Instructions to follow – Output exactly, with nothing added, the entries from the first line through the line with "phrase and OR-combined;".

Task material –
[Start of Attachment]

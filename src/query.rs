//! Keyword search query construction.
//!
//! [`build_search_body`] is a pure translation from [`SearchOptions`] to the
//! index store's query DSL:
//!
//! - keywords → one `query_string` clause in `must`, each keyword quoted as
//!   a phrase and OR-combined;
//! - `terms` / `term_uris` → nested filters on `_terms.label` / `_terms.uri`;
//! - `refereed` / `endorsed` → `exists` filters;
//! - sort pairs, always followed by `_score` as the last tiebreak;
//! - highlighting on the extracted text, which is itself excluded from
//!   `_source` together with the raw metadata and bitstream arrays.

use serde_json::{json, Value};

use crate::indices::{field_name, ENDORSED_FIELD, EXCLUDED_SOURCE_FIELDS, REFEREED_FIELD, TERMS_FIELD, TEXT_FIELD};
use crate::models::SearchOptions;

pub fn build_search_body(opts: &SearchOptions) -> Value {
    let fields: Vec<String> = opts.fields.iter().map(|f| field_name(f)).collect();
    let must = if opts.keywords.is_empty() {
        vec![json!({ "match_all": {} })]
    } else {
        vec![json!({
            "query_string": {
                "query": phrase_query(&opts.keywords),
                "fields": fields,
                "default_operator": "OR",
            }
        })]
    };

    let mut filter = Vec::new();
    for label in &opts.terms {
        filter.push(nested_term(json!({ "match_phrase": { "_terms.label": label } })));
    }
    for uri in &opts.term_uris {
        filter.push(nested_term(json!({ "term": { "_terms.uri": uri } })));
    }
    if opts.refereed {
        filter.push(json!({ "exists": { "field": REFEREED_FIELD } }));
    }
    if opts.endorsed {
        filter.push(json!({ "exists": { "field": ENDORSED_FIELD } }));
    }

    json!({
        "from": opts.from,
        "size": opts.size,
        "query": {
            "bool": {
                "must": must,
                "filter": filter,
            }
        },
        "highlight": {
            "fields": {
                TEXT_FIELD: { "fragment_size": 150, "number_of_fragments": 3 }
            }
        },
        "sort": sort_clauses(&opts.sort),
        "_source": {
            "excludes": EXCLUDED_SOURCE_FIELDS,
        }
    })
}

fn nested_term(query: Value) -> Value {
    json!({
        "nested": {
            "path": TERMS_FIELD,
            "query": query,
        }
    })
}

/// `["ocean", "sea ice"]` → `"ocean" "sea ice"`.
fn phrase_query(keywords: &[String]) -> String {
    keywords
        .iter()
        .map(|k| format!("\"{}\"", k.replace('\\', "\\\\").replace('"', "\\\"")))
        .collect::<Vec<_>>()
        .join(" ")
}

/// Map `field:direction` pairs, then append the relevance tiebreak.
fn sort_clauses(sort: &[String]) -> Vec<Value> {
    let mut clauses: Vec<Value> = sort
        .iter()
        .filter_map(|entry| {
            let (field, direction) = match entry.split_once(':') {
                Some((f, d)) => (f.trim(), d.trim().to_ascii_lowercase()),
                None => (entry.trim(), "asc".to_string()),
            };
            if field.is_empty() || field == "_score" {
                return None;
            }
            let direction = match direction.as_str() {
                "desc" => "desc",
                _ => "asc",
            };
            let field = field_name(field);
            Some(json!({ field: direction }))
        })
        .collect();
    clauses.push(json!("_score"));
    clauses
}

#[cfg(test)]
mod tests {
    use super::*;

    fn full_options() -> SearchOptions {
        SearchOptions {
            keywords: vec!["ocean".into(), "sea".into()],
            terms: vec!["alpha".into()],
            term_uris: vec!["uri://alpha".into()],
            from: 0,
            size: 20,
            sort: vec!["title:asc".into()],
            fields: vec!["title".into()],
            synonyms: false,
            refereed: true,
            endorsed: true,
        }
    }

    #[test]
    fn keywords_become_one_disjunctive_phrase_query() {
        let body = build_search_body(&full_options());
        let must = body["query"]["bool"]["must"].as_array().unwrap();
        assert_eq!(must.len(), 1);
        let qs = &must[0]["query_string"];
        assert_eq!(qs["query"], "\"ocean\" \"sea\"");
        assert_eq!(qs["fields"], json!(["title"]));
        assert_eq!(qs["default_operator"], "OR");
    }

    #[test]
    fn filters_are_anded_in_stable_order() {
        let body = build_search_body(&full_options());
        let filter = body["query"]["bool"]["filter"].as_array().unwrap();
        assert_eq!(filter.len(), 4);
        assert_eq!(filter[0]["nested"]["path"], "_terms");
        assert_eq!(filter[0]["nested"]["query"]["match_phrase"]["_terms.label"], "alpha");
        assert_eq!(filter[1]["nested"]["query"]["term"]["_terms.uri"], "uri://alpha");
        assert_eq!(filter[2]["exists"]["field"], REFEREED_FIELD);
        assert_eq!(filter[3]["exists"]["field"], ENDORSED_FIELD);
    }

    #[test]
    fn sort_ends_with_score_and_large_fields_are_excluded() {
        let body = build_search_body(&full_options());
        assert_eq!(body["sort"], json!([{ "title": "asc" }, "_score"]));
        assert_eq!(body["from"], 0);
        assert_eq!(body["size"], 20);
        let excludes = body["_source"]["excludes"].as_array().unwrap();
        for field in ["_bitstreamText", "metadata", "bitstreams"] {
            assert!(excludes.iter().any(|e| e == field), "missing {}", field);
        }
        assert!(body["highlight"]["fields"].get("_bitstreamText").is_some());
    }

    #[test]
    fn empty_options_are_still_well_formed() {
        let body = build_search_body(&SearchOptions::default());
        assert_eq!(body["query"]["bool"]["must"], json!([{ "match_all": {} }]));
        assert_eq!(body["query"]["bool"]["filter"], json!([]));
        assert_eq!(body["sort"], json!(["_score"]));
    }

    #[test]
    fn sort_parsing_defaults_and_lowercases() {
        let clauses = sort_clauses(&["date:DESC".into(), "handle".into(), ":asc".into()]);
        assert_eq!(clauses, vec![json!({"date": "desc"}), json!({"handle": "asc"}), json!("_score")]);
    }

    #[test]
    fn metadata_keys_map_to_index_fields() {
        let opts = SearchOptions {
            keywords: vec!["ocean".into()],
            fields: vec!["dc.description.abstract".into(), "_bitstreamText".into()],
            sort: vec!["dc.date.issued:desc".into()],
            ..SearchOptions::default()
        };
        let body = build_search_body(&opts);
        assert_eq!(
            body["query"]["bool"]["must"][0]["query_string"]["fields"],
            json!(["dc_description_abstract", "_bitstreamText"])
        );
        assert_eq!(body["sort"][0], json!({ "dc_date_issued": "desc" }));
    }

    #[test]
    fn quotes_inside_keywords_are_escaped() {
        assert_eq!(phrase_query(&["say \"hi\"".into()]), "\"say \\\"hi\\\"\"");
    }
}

[End of Attachment]

Response to the exercise –
filename src/query.rs
//! Keyword search query construction.
//!
//! [`build_search_body`] is a pure translation from [`SearchOptions`] to the
//! index store's query DSL:
//!
//! - keywords → one `query_string` clause in `must`, each keyword quoted as
//!   a phrase and OR-combined;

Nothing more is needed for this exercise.